When you're done, you just need to do a single free:

free(z);

If you have a C99 compiler or a C11 compiler that supports variable-length arrays, you could do something like this:

int m=..., n=..., p=...;
char (*z)[n][p] = malloc(sizeof *z * m);

This declares z as a pointer to an nxp array of char, and we allocate m such elements. The memory is allocated contiguously and you can use normal 3-d array indexing syntax (z[i][j][k]). Like the above method, you only need a single free call:

free(z);

If you don't have a C99 compiler or a C11 compiler that supports VLAs, you would need to make n, and p compile-time constants, such as

#define n 20
#define p 30

otherwise that last method won't work.

Edit

m doesn't need to be a compile-time constant in this case, just n and p.

Answer 2

You would need the following nested loop -

z = (char**)malloc(sizeof(char*) * m);
for (int i = 0; i < m; ++i)
{
    *(z + i) = (char*)malloc(sizeof(char*) * n);
    for (int j = 0; j < n; ++j)
    {
        *(*(z + i)) = (char)malloc(p);
    }
}

May not be synactically accurate, but it should be something along these lines.

Answer 3

You want sizeof(char) not sizeof(char**) as the latter will give you the size of a pointer which on most modern systems will be 4 bytes instead of the 1 you're expecting.

Answer 4

There's no need to cast the return value of malloc(), in C.

And if you expect to store m * n * p characters directly (and compute the address yourself), then you should of course not scale the allocation by the size of a char **.

You mean:

int m = 10, n = 20, p = 30;
char *z = malloc(m * n * p * sizeof *z);

This will allocate 10 * 20 * 30 = 6000 bytes.
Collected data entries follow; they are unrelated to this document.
//! # MACON ADS
//!
//! Beckhoff ADS device interface for MACON Sync.
//!
//! This crate provides:
//! - AMS/TCP framing (`frame`)
//! - Value encoding for STRING, BOOL, INT and REAL variables (`codec`)
//! - [`AdsClient`], a blocking client implementing
//!   [`DeviceInterface`](macon_sync_engine::DeviceInterface)
//!
//! Variables are accessed by name through symbol handles
//! (`SYM_HNDBYNAME`, then `SYM_VALBYHND`), so the client needs no knowledge
//! of the controller's memory layout.

#![deny(unsafe_code)]
#![warn(missing_docs)]

mod client;
pub mod codec;
mod config;
mod error;
pub mod frame;
mod net_id;

pub use client::AdsClient;
pub use config::{AdsConfig, DEFAULT_AMS_PORT, DEFAULT_TCP_PORT};
pub use error::{describe, AdsError, AdsResult, ADSERR_SYMBOL_NOT_FOUND};
pub use net_id::AmsNetId;
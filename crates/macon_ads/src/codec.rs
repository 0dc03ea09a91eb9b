//! Conversion between values and controller memory.
//!
//! | type    | PLC type    | layout                                  |
//! |---------|-------------|-----------------------------------------|
//! | string  | STRING(n)   | `n + 1` bytes, NUL-terminated, padded   |
//! | bool    | BOOL        | 1 byte, 0 or 1                          |
//! | integer | INT         | 2 bytes, signed, little-endian          |
//! | float   | REAL        | 4 bytes, IEEE 754 single, little-endian |

use crate::error::{AdsError, AdsResult};
use macon_document::Value;
use macon_sync_engine::ValueType;

/// Default STRING capacity in characters.
pub const DEFAULT_STRING_CAPACITY: usize = 80;

/// Size in bytes of a variable of `value_type`.
pub fn size_of(value_type: ValueType, string_capacity: usize) -> usize {
    match value_type {
        ValueType::String => string_capacity + 1,
        ValueType::Bool => 1,
        ValueType::Integer => 2,
        ValueType::Float => 4,
    }
}

/// Encodes `value` for a variable of `value_type`.
///
/// The value is first converted with [`ValueType::coerce`]; values that do
/// not convert, integers outside the INT range and strings longer than the
/// capacity are type mismatches.
#[allow(clippy::cast_possible_truncation)]
pub fn encode(
    symbol: &str,
    value: &Value,
    value_type: ValueType,
    string_capacity: usize,
) -> AdsResult<Vec<u8>> {
    let mismatch = |found: String| AdsError::TypeMismatch {
        symbol: symbol.to_string(),
        expected: value_type,
        found,
    };
    let coerced = value_type
        .coerce(value)
        .ok_or_else(|| mismatch(value.kind().to_string()))?;

    match coerced {
        Value::Text(s) => {
            let bytes = s.as_bytes();
            if bytes.len() > string_capacity {
                return Err(mismatch(format!("string of {} bytes", bytes.len())));
            }
            let mut buf = vec![0u8; string_capacity + 1];
            buf[..bytes.len()].copy_from_slice(bytes);
            Ok(buf)
        }
        Value::Bool(b) => Ok(vec![u8::from(b)]),
        Value::Integer(n) => {
            let n = i16::try_from(n).map_err(|_| mismatch(format!("{n} outside INT range")))?;
            Ok(n.to_le_bytes().to_vec())
        }
        Value::Float(f) => Ok((f as f32).to_le_bytes().to_vec()),
        other => Err(mismatch(other.kind().to_string())),
    }
}

/// Decodes controller memory of a variable of `value_type`.
pub fn decode(symbol: &str, data: &[u8], value_type: ValueType) -> AdsResult<Value> {
    let expected = match value_type {
        ValueType::String => 1,
        other => size_of(other, 0),
    };
    if data.len() < expected {
        return Err(AdsError::TypeMismatch {
            symbol: symbol.to_string(),
            expected: value_type,
            found: format!("{} bytes", data.len()),
        });
    }

    Ok(match value_type {
        ValueType::String => {
            let end = data.iter().position(|&b| b == 0).unwrap_or(data.len());
            Value::Text(decode_text(&data[..end]))
        }
        ValueType::Bool => Value::Bool(data[0] != 0),
        ValueType::Integer => Value::Integer(i64::from(i16::from_le_bytes([data[0], data[1]]))),
        ValueType::Float => {
            Value::Float(f64::from(f32::from_le_bytes([data[0], data[1], data[2], data[3]])))
        }
    })
}

/// Controller strings are single-byte; bytes that are not UTF-8 are read as
/// Latin-1.
fn decode_text(bytes: &[u8]) -> String {
    match std::str::from_utf8(bytes) {
        Ok(s) => s.to_string(),
        Err(_) => bytes.iter().map(|&b| char::from(b)).collect(),
    }
}
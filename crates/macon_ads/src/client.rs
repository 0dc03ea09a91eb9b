//! Blocking ADS client.

use crate::codec;
use crate::config::AdsConfig;
use crate::error::{AdsError, AdsResult};
use crate::frame::{
    encode_frame, parse_read_response, parse_tcp_header, parse_write_response, read_request,
    read_write_request, split_body, write_request, AmsHeader, Command, IG_SYM_HNDBYNAME,
    IG_SYM_RELEASEHND, IG_SYM_VALBYHND, STATE_REQUEST, TCP_HEADER_SIZE,
};
use bytes::Bytes;
use macon_document::Value;
use macon_sync_engine::{DeviceInterface, DeviceResult, RetryConfig, ValueType};
use parking_lot::Mutex;
use std::collections::HashMap;
use std::io::{Read, Write};
use std::net::{TcpStream, ToSocketAddrs};
use std::time::{Duration, Instant};
use tracing::{debug, info, warn};

/// A device session over AMS/TCP.
///
/// Symbols are resolved to handles once and the handles are cached. When
/// the socket breaks it is dropped together with its handles; the next call
/// reconnects. Failed reconnects are spaced by the retry configuration, and
/// calls made while waiting fail immediately with [`AdsError::NotConnected`].
pub struct AdsClient {
    config: AdsConfig,
    reconnect: RetryConfig,
    session: Mutex<Session>,
}

#[derive(Default)]
struct Session {
    stream: Option<TcpStream>,
    handles: HashMap<String, u32>,
    invoke_id: u32,
    failed_attempts: u32,
    retry_at: Option<Instant>,
}

impl AdsClient {
    /// Opens a session. Fails if the router cannot be reached.
    pub fn connect(config: AdsConfig, reconnect: RetryConfig) -> AdsResult<Self> {
        let stream = open_stream(&config)?;
        info!(
            host = %config.host,
            tcp_port = config.tcp_port,
            net_id = %config.target_net_id,
            ams_port = config.target_port,
            "connected to device"
        );
        Ok(Self {
            config,
            reconnect,
            session: Mutex::new(Session {
                stream: Some(stream),
                ..Session::default()
            }),
        })
    }

    /// Gets the configuration.
    pub fn config(&self) -> &AdsConfig {
        &self.config
    }

    /// Returns true if a socket is open.
    pub fn is_connected(&self) -> bool {
        self.session.lock().stream.is_some()
    }

    /// Number of cached symbol handles.
    pub fn cached_handles(&self) -> usize {
        self.session.lock().handles.len()
    }

    /// Reads `length` bytes of a symbol.
    pub fn read_raw(&self, symbol: &str, length: usize) -> AdsResult<Bytes> {
        let length = u32::try_from(length).map_err(|_| AdsError::protocol("read too large"))?;
        self.with_session(|session, config| {
            session.with_handle(config, symbol, |session, config, handle| {
                let payload = read_request(IG_SYM_VALBYHND, handle, length);
                let reply = session.transact(config, Command::Read, &payload)?;
                parse_read_response(&reply)
            })
        })
    }

    /// Writes raw bytes to a symbol.
    pub fn write_raw(&self, symbol: &str, data: &[u8]) -> AdsResult<()> {
        self.with_session(|session, config| {
            session.with_handle(config, symbol, |session, config, handle| {
                let payload = write_request(IG_SYM_VALBYHND, handle, data);
                let reply = session.transact(config, Command::Write, &payload)?;
                parse_write_response(&reply)
            })
        })
    }

    /// Releases every cached handle and closes the socket.
    pub fn close(&self) {
        let mut session = self.session.lock();
        let handles: Vec<(String, u32)> = session.handles.drain().collect();
        for (symbol, handle) in handles {
            let payload = write_request(IG_SYM_RELEASEHND, 0, &handle.to_le_bytes());
            let released = session
                .transact(&self.config, Command::Write, &payload)
                .and_then(|reply| parse_write_response(&reply));
            if let Err(e) = released {
                debug!(symbol, error = %e, "handle release failed");
            }
        }
        session.stream = None;
    }

    fn with_session<T>(
        &self,
        op: impl FnOnce(&mut Session, &AdsConfig) -> AdsResult<T>,
    ) -> AdsResult<T> {
        let mut session = self.session.lock();
        self.ensure_connected(&mut *session)?;

        let result = op(&mut *session, &self.config);
        if let Err(e) = &result {
            if e.breaks_session() {
                warn!(error = %e, "device session lost");
                session.disconnect();
            }
        }
        result
    }

    fn ensure_connected(&self, session: &mut Session) -> AdsResult<()> {
        if session.stream.is_some() {
            return Ok(());
        }
        if let Some(retry_at) = session.retry_at {
            if Instant::now() < retry_at {
                return Err(AdsError::NotConnected);
            }
        }

        match open_stream(&self.config) {
            Ok(stream) => {
                info!(
                    host = %self.config.host,
                    attempts = session.failed_attempts + 1,
                    "reconnected to device"
                );
                session.stream = Some(stream);
                session.failed_attempts = 0;
                session.retry_at = None;
                Ok(())
            }
            Err(e) => {
                session.failed_attempts = session.failed_attempts.saturating_add(1);
                let delay = self.reconnect.delay_for_attempt(session.failed_attempts);
                session.retry_at = Some(Instant::now() + delay);
                warn!(
                    error = %e,
                    attempt = session.failed_attempts,
                    retry_in_ms = u64::try_from(delay.as_millis()).unwrap_or(u64::MAX),
                    "reconnect failed"
                );
                Err(e)
            }
        }
    }
}

impl Drop for AdsClient {
    fn drop(&mut self) {
        self.close();
    }
}

impl DeviceInterface for AdsClient {
    fn read(&self, symbol: &str, value_type: ValueType) -> DeviceResult<Value> {
        let length = codec::size_of(value_type, self.config.string_capacity);
        self.read_raw(symbol, length)
            .and_then(|data| codec::decode(symbol, &data, value_type))
            .map_err(|e| e.into_device_error(symbol))
    }

    fn write(&self, symbol: &str, value: &Value, value_type: ValueType) -> DeviceResult<()> {
        codec::encode(symbol, value, value_type, self.config.string_capacity)
            .and_then(|data| self.write_raw(symbol, &data))
            .map_err(|e| e.into_device_error(symbol))
    }
}

impl Session {
    fn disconnect(&mut self) {
        self.stream = None;
        self.handles.clear();
    }

    /// Runs `op` with the symbol's handle. A cached handle the device no
    /// longer accepts is replaced once.
    fn with_handle<T>(
        &mut self,
        config: &AdsConfig,
        symbol: &str,
        op: impl Fn(&mut Session, &AdsConfig, u32) -> AdsResult<T>,
    ) -> AdsResult<T> {
        let cached = self.handles.contains_key(symbol);
        let handle = self.handle(config, symbol)?;

        let mut result = op(self, config, handle);
        if cached && matches!(&result, Err(e) if e.is_stale_handle()) {
            debug!(symbol, "symbol handle rejected, acquiring a new one");
            self.handles.remove(symbol);
            let handle = self.handle(config, symbol)?;
            result = op(self, config, handle);
        }
        if matches!(&result, Err(e) if e.is_stale_handle()) {
            self.handles.remove(symbol);
        }
        result
    }

    fn handle(&mut self, config: &AdsConfig, symbol: &str) -> AdsResult<u32> {
        if let Some(&handle) = self.handles.get(symbol) {
            return Ok(handle);
        }

        let mut name = symbol.as_bytes().to_vec();
        name.push(0);
        let payload = read_write_request(IG_SYM_HNDBYNAME, 0, 4, &name);
        let reply = self.transact(config, Command::ReadWrite, &payload)?;
        let data = parse_read_response(&reply)?;
        let bytes: [u8; 4] = data
            .get(..4)
            .and_then(|b| b.try_into().ok())
            .ok_or_else(|| AdsError::protocol("handle response shorter than 4 bytes"))?;

        let handle = u32::from_le_bytes(bytes);
        debug!(symbol, handle, "acquired symbol handle");
        self.handles.insert(symbol.to_string(), handle);
        Ok(handle)
    }

    /// Sends one request and waits for its response.
    ///
    /// Responses to earlier requests that timed out are skipped by invoke id.
    fn transact(&mut self, config: &AdsConfig, command: Command, payload: &[u8]) -> AdsResult<Bytes> {
        self.invoke_id = self.invoke_id.wrapping_add(1);
        let invoke_id = self.invoke_id;
        let stream = self.stream.as_mut().ok_or(AdsError::NotConnected)?;

        let header = AmsHeader {
            target_net_id: config.target_net_id,
            target_port: config.target_port,
            source_net_id: config.source_net_id,
            source_port: config.source_port,
            command: command as u16,
            state_flags: STATE_REQUEST,
            data_length: 0,
            error_code: 0,
            invoke_id,
        };
        stream.write_all(&encode_frame(&header, payload)?)?;

        loop {
            let mut prefix = [0u8; TCP_HEADER_SIZE];
            stream.read_exact(&mut prefix)?;
            let length = parse_tcp_header(prefix)?;
            let mut body = vec![0u8; length];
            stream.read_exact(&mut body)?;

            let (reply, data) = split_body(&body)?;
            if !reply.is_response() || reply.invoke_id != invoke_id {
                debug!(invoke_id = reply.invoke_id, "skipping unrelated frame");
                continue;
            }
            if reply.command != command as u16 {
                return Err(AdsError::protocol(format!(
                    "response command {} does not match request {}",
                    reply.command, command as u16
                )));
            }
            if reply.error_code != 0 {
                return Err(AdsError::status(reply.error_code));
            }
            return Ok(Bytes::copy_from_slice(data));
        }
    }
}

fn open_stream(config: &AdsConfig) -> AdsResult<TcpStream> {
    let timeout = config.timeout().max(Duration::from_millis(1));
    let mut last_error = None;

    for addr in (config.host.as_str(), config.tcp_port).to_socket_addrs()? {
        match TcpStream::connect_timeout(&addr, timeout) {
            Ok(stream) => {
                stream.set_read_timeout(Some(timeout))?;
                stream.set_write_timeout(Some(timeout))?;
                stream.set_nodelay(true)?;
                return Ok(stream);
            }
            Err(e) => last_error = Some(e),
        }
    }

    Err(match last_error {
        Some(e) => AdsError::Io(e),
        None => AdsError::protocol(format!("{} did not resolve", config.host)),
    })
}
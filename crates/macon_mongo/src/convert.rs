//! Conversion between BSON and document values.

use macon_document::{Map, RecordId, Value};
use mongodb::bson::{oid::ObjectId, Bson, DateTime, Document};

/// Converts a BSON value.
///
/// BSON kinds with no document counterpart (decimals, timestamps, binary,
/// regular expressions, code) are kept as their text rendering.
pub fn from_bson(bson: Bson) -> Value {
    match bson {
        Bson::Null | Bson::Undefined => Value::Null,
        Bson::Boolean(b) => Value::Bool(b),
        Bson::Int32(n) => Value::Integer(i64::from(n)),
        Bson::Int64(n) => Value::Integer(n),
        Bson::Double(f) => Value::Float(f),
        Bson::String(s) => Value::Text(s),
        Bson::Array(items) => Value::Array(items.into_iter().map(from_bson).collect()),
        Bson::Document(doc) => Value::Map(from_document(doc)),
        Bson::ObjectId(oid) => Value::Id(RecordId::from_bytes(oid.bytes())),
        Bson::DateTime(dt) => Value::DateTime(dt.timestamp_millis()),
        other => Value::Text(other.to_string()),
    }
}

/// Converts a BSON document, keeping key order.
pub fn from_document(doc: Document) -> Map {
    doc.into_iter().map(|(k, v)| (k, from_bson(v))).collect()
}

/// Converts a document value to BSON.
///
/// Integers that fit 32 bits are stored as `Int32`, like the values the
/// database hands out for small numbers.
pub fn to_bson(value: &Value) -> Bson {
    match value {
        Value::Null => Bson::Null,
        Value::Bool(b) => Bson::Boolean(*b),
        Value::Integer(n) => match i32::try_from(*n) {
            Ok(small) => Bson::Int32(small),
            Err(_) => Bson::Int64(*n),
        },
        Value::Float(f) => Bson::Double(*f),
        Value::Text(s) => Bson::String(s.clone()),
        Value::Array(items) => Bson::Array(items.iter().map(to_bson).collect()),
        Value::Map(map) => Bson::Document(to_document(map)),
        Value::Id(id) => Bson::ObjectId(ObjectId::from_bytes(*id.as_bytes())),
        Value::DateTime(ms) => Bson::DateTime(DateTime::from_millis(*ms)),
    }
}

/// Converts a map to a BSON document, keeping key order.
pub fn to_document(map: &Map) -> Document {
    let mut doc = Document::new();
    for (key, value) in map.iter() {
        doc.insert(key, to_bson(value));
    }
    doc
}
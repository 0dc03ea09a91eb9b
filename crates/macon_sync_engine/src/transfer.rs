//! One-shot bulk transfers between the document store and the device.

use crate::config::DomainTable;
use crate::device::DeviceInterface;
use crate::error::{SyncError, SyncResult};
use crate::mapping::{DomainGroup, MappingRegistry};
use crate::store::{DocumentStore, Record};
use macon_document::Value;
use tracing::{debug, info, warn};

/// Result of transferring one field.
#[derive(Debug, Clone, PartialEq)]
pub enum FieldTransfer {
    /// The value was copied.
    Transferred(Value),
    /// The source had no value; nothing was written.
    Missing,
    /// Reading or writing failed.
    Failed(String),
}

/// Per-field results of a push or pull of one group.
#[derive(Debug, Clone, PartialEq)]
pub struct TransferReport {
    /// The group transferred.
    pub group: DomainGroup,
    /// One entry per mapped field, in registry order.
    pub fields: Vec<(String, FieldTransfer)>,
}

impl TransferReport {
    fn new(group: DomainGroup) -> Self {
        Self {
            group,
            fields: Vec::new(),
        }
    }

    /// Number of fields copied.
    pub fn transferred(&self) -> usize {
        self.count(|t| matches!(t, FieldTransfer::Transferred(_)))
    }

    /// Number of fields the source did not have.
    pub fn missing(&self) -> usize {
        self.count(|t| matches!(t, FieldTransfer::Missing))
    }

    /// Number of fields that failed.
    pub fn failed(&self) -> usize {
        self.count(|t| matches!(t, FieldTransfer::Failed(_)))
    }

    fn count(&self, pred: impl Fn(&FieldTransfer) -> bool) -> usize {
        self.fields.iter().filter(|(_, t)| pred(t)).count()
    }
}

/// Results of a push or pull over all groups.
#[derive(Debug, Default)]
pub struct TransferSummary {
    /// Groups that were transferred, in sweep order.
    pub reports: Vec<TransferReport>,
    /// Groups that could not be transferred at all.
    pub failures: Vec<(DomainGroup, SyncError)>,
}

impl TransferSummary {
    /// Returns true if every group was transferred.
    pub fn is_complete(&self) -> bool {
        self.failures.is_empty()
    }
}

/// Push and pull built on the mapping registry.
pub struct BulkTransfer<'a, D: DeviceInterface, S: DocumentStore> {
    device: &'a D,
    store: &'a S,
    registry: &'a MappingRegistry,
    domains: &'a DomainTable,
}

impl<'a, D: DeviceInterface, S: DocumentStore> BulkTransfer<'a, D, S> {
    /// Creates a bulk transfer over the given collaborators.
    pub fn new(
        device: &'a D,
        store: &'a S,
        registry: &'a MappingRegistry,
        domains: &'a DomainTable,
    ) -> Self {
        Self {
            device,
            store,
            registry,
            domains,
        }
    }

    /// Copies every mapped value of the group's current record to the device.
    ///
    /// Paths absent from the record are skipped. Field failures are recorded
    /// and never stop the push.
    pub fn push(&self, group: DomainGroup) -> SyncResult<TransferReport> {
        let settings = self.domains.get(group);
        let record = self.fetch(group)?;
        let mut report = TransferReport::new(group);

        for field in self.registry.fields_for(group) {
            let variable = field.device_variable.as_str();
            let outcome = match record.get(&field.document_path) {
                None => {
                    debug!(group = %group, variable, path = %field.document_path, "not in document");
                    FieldTransfer::Missing
                }
                Some(value) => {
                    match self
                        .device
                        .write(&settings.symbol(variable), value, field.value_type)
                    {
                        Ok(()) => {
                            info!(group = %group, variable, value = %value, "pushed");
                            FieldTransfer::Transferred(value.clone())
                        }
                        Err(e) => {
                            warn!(group = %group, variable, error = %e, "push failed");
                            FieldTransfer::Failed(e.to_string())
                        }
                    }
                }
            };
            report.fields.push((variable.to_string(), outcome));
        }

        Ok(report)
    }

    /// Reads every mapped variable into the group's current record.
    ///
    /// Only mapped paths whose stored value differs are written, all in one
    /// update; the rest of the record is left as stored. A failed read
    /// leaves its path unmodified.
    pub fn pull(&self, group: DomainGroup) -> SyncResult<TransferReport> {
        let settings = self.domains.get(group);
        let record = self.fetch(group)?;
        let mut report = TransferReport::new(group);
        let mut changed = Vec::new();

        for field in self.registry.fields_for(group) {
            let variable = field.device_variable.as_str();
            let outcome = match self.device.read(&settings.symbol(variable), field.value_type) {
                Ok(value) => {
                    info!(group = %group, variable, value = %value, "pulled");
                    if record.get(&field.document_path) != Some(&value) {
                        changed.push((field.document_path.clone(), value.clone()));
                    }
                    FieldTransfer::Transferred(value)
                }
                Err(e) => {
                    warn!(group = %group, variable, error = %e, "pull failed");
                    FieldTransfer::Failed(e.to_string())
                }
            };
            report.fields.push((variable.to_string(), outcome));
        }

        if !changed.is_empty() {
            self.store
                .update_fields(&settings.collection_ref(), record.id(), &changed)
                .map_err(|e| SyncError::record_write(group, e))?;
            debug!(group = %group, paths = changed.len(), "record updated");
        }
        Ok(report)
    }

    /// Pushes every group in order, continuing past failed groups.
    pub fn push_all(&self) -> TransferSummary {
        self.for_each_group("push", |group| self.push(group))
    }

    /// Pulls every group in order, continuing past failed groups.
    pub fn pull_all(&self) -> TransferSummary {
        self.for_each_group("pull", |group| self.pull(group))
    }

    fn for_each_group(
        &self,
        operation: &str,
        run: impl Fn(DomainGroup) -> SyncResult<TransferReport>,
    ) -> TransferSummary {
        let mut summary = TransferSummary::default();
        for group in DomainGroup::ALL {
            match run(group) {
                Ok(report) => {
                    info!(
                        group = %group,
                        transferred = report.transferred(),
                        missing = report.missing(),
                        failed = report.failed(),
                        "{operation} finished"
                    );
                    summary.reports.push(report);
                }
                Err(e) => {
                    warn!(group = %group, error = %e, "{operation} skipped group");
                    summary.failures.push((group, e));
                }
            }
        }
        summary
    }

    fn fetch(&self, group: DomainGroup) -> SyncResult<Record> {
        let collection = self.domains.get(group).collection_ref();
        match self.store.latest(&collection) {
            Ok(Some(record)) => Ok(record),
            Ok(None) => Err(SyncError::record_fetch(
                group,
                format!("{collection} is empty"),
            )),
            Err(e) => Err(SyncError::record_fetch(group, e)),
        }
    }
}
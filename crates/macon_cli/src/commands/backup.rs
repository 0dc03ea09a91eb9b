//! Backup command.

use crate::error::CliResult;
use macon_sync_engine::{backup_timestamp, export_all, DocumentStore, DomainTable};
use std::path::{Path, PathBuf};
use tracing::info;

/// Exports the three collections to timestamped JSON files in `dir`.
pub fn run<S: DocumentStore>(store: &S, domains: &DomainTable, dir: &Path) -> CliResult<Vec<PathBuf>> {
    info!("Creating backup in {:?}", dir);
    let files = export_all(store, domains, dir, &backup_timestamp())?;

    println!("✓ Backup saved in {}", dir.display());
    for file in &files {
        println!("  {}", file.display());
    }
    Ok(files)
}
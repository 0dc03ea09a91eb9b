//! AMS net ids.

use crate::error::AdsError;
use serde::{Deserialize, Serialize};
use std::fmt;
use std::str::FromStr;

/// Six-byte AMS address, written as six dotted decimal octets.
#[derive(Clone, Copy, PartialEq, Eq, Hash, Serialize, Deserialize)]
#[serde(try_from = "String", into = "String")]
pub struct AmsNetId([u8; 6]);

impl AmsNetId {
    /// Creates a net id from raw bytes.
    pub const fn from_bytes(bytes: [u8; 6]) -> Self {
        Self(bytes)
    }

    /// Net id of the local router, `127.0.0.1.1.1`.
    pub const fn local() -> Self {
        Self([127, 0, 0, 1, 1, 1])
    }

    /// Raw bytes.
    pub const fn bytes(&self) -> [u8; 6] {
        self.0
    }
}

impl fmt::Display for AmsNetId {
    fn fmt(&self, f: &mut fmt::Formatter<'_>) -> fmt::Result {
        let [a, b, c, d, e, g] = self.0;
        write!(f, "{a}.{b}.{c}.{d}.{e}.{g}")
    }
}

impl fmt::Debug for AmsNetId {
    fn fmt(&self, f: &mut fmt::Formatter<'_>) -> fmt::Result {
        write!(f, "AmsNetId({self})")
    }
}

impl FromStr for AmsNetId {
    type Err = AdsError;

    fn from_str(s: &str) -> Result<Self, Self::Err> {
        let invalid = || AdsError::InvalidNetId(s.to_string());
        let mut bytes = [0u8; 6];
        let mut parts = s.split('.');
        for byte in &mut bytes {
            *byte = parts
                .next()
                .and_then(|p| p.parse().ok())
                .ok_or_else(invalid)?;
        }
        if parts.next().is_some() {
            return Err(invalid());
        }
        Ok(Self(bytes))
    }
}

impl TryFrom<String> for AmsNetId {
    type Error = AdsError;

    fn try_from(s: String) -> Result<Self, Self::Error> {
        s.parse()
    }
}

impl From<AmsNetId> for String {
    fn from(id: AmsNetId) -> Self {
        id.to_string()
    }
}
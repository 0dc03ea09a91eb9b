//! Record identifier.

use crate::error::{DocumentError, DocumentResult};
use std::fmt;
use std::str::FromStr;

/// Opaque identity assigned to a record by the document database.
///
/// Record IDs are 12 bytes, rendered as 24 lowercase hex characters. The
/// byte layout is owned by the database; MACON Sync only compares, orders
/// and prints them.
#[derive(Clone, Copy, PartialEq, Eq, PartialOrd, Ord, Hash)]
pub struct RecordId([u8; 12]);

impl RecordId {
    /// Creates a record ID from raw bytes.
    #[inline]
    #[must_use]
    pub const fn from_bytes(bytes: [u8; 12]) -> Self {
        Self(bytes)
    }

    /// Returns the raw bytes.
    #[inline]
    #[must_use]
    pub const fn as_bytes(&self) -> &[u8; 12] {
        &self.0
    }

    /// Renders the ID as 24 lowercase hex characters.
    #[must_use]
    pub fn to_hex(&self) -> String {
        self.0.iter().map(|b| format!("{b:02x}")).collect()
    }

    /// Parses an ID from its 24 character hex form.
    pub fn parse_hex(input: &str) -> DocumentResult<Self> {
        if input.len() != 24 || !input.is_ascii() {
            return Err(DocumentError::invalid_record_id(input));
        }

        let mut bytes = [0u8; 12];
        for (i, byte) in bytes.iter_mut().enumerate() {
            *byte = u8::from_str_radix(&input[i * 2..i * 2 + 2], 16)
                .map_err(|_| DocumentError::invalid_record_id(input))?;
        }
        Ok(Self(bytes))
    }
}

impl fmt::Debug for RecordId {
    fn fmt(&self, f: &mut fmt::Formatter<'_>) -> fmt::Result {
        write!(f, "RecordId({})", self.to_hex())
    }
}

impl fmt::Display for RecordId {
    fn fmt(&self, f: &mut fmt::Formatter<'_>) -> fmt::Result {
        f.write_str(&self.to_hex())
    }
}

impl FromStr for RecordId {
    type Err = DocumentError;

    fn from_str(s: &str) -> Result<Self, Self::Err> {
        Self::parse_hex(s)
    }
}

impl From<[u8; 12]> for RecordId {
    fn from(bytes: [u8; 12]) -> Self {
        Self::from_bytes(bytes)
    }
}
//! # MACON Sync Engine
//!
//! Bidirectional reconciliation between controller variables and document
//! database records.
//!
//! This crate provides:
//! - Field mapping registry (data-driven, validated at load time)
//! - Snapshot cache of the last value seen on each side
//! - Reconciliation loop with the protected-field rule
//! - Bulk push, pull and export
//! - Device and document store abstractions with in-memory implementations
//!
//! ## Architecture
//!
//! The engine polls. Each sweep walks the domain groups in fixed order
//! (general, machine, material), fetches each group's newest record once and
//! compares every mapped field against its cached baseline:
//!
//! 1. First observation seeds the baseline without writing anything
//! 2. A device change wins and is written to the document
//! 3. A document change is written to the device
//!
//! ## Key Invariants
//!
//! - A value is never propagated on first observation
//! - The device has priority when both sides changed
//! - The protected field is never overwritten from the document side while
//!   the two sides disagree
//! - One failing field never stops the others

#![deny(unsafe_code)]
#![warn(missing_docs)]

mod config;
mod device;
mod error;
mod export;
mod mapping;
mod reconcile;
mod schedule;
mod snapshot;
mod store;
mod transfer;

pub use config::{DomainSettings, DomainTable, RetryConfig, SyncConfig};
pub use device::{DeviceInterface, MemoryDevice};
pub use error::{DeviceError, DeviceResult, MappingError, StoreError, StoreResult, SyncError, SyncResult};
pub use export::{backup_path, backup_timestamp, export_all, export_collection, BACKUP_TIMESTAMP_FORMAT};
pub use mapping::{DomainGroup, FieldMapping, MappingRegistry, ValueType};
pub use reconcile::{FieldOutcome, Reconciler, SweepReport, SyncStats};
pub use schedule::{CountdownTicker, IntervalTicker, Ticker};
pub use snapshot::{FieldKey, Snapshot, SnapshotCache};
pub use store::{CollectionRef, DocumentStore, MemoryStore, Record, ID_FIELD};
pub use transfer::{BulkTransfer, FieldTransfer, TransferReport, TransferSummary};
This can be viewed as forming a cube of height p, with each "slice" along the vertical axis being n * m bytes.

Since this is for manual addressing, you cannot use e.g. z[k][j][i] to index, instead you must use z[k * n * m + j * m + i].

Answer 5

To completely allocate a 3D dynamic array you need to do something like the following:

#include <stdio.h>
#include <stdlib.h>

int main()
{
    int m=10,n=20,p=30;
    char ***z;

    z = malloc(m * sizeof(char **));
    assert(z != NULL);
    for (i = 0; i < m; ++i)
    {
        z[i] = malloc(n * sizeof(char *));
        assert(z[i] != NULL);
        for (j = 0; j < n; ++j)
        {
            z[i][j] = malloc(p);
            assert(z[i][j] != NULL);
        }
    }
    return 0;
}

Freeing the data is left as an exercise for the reader.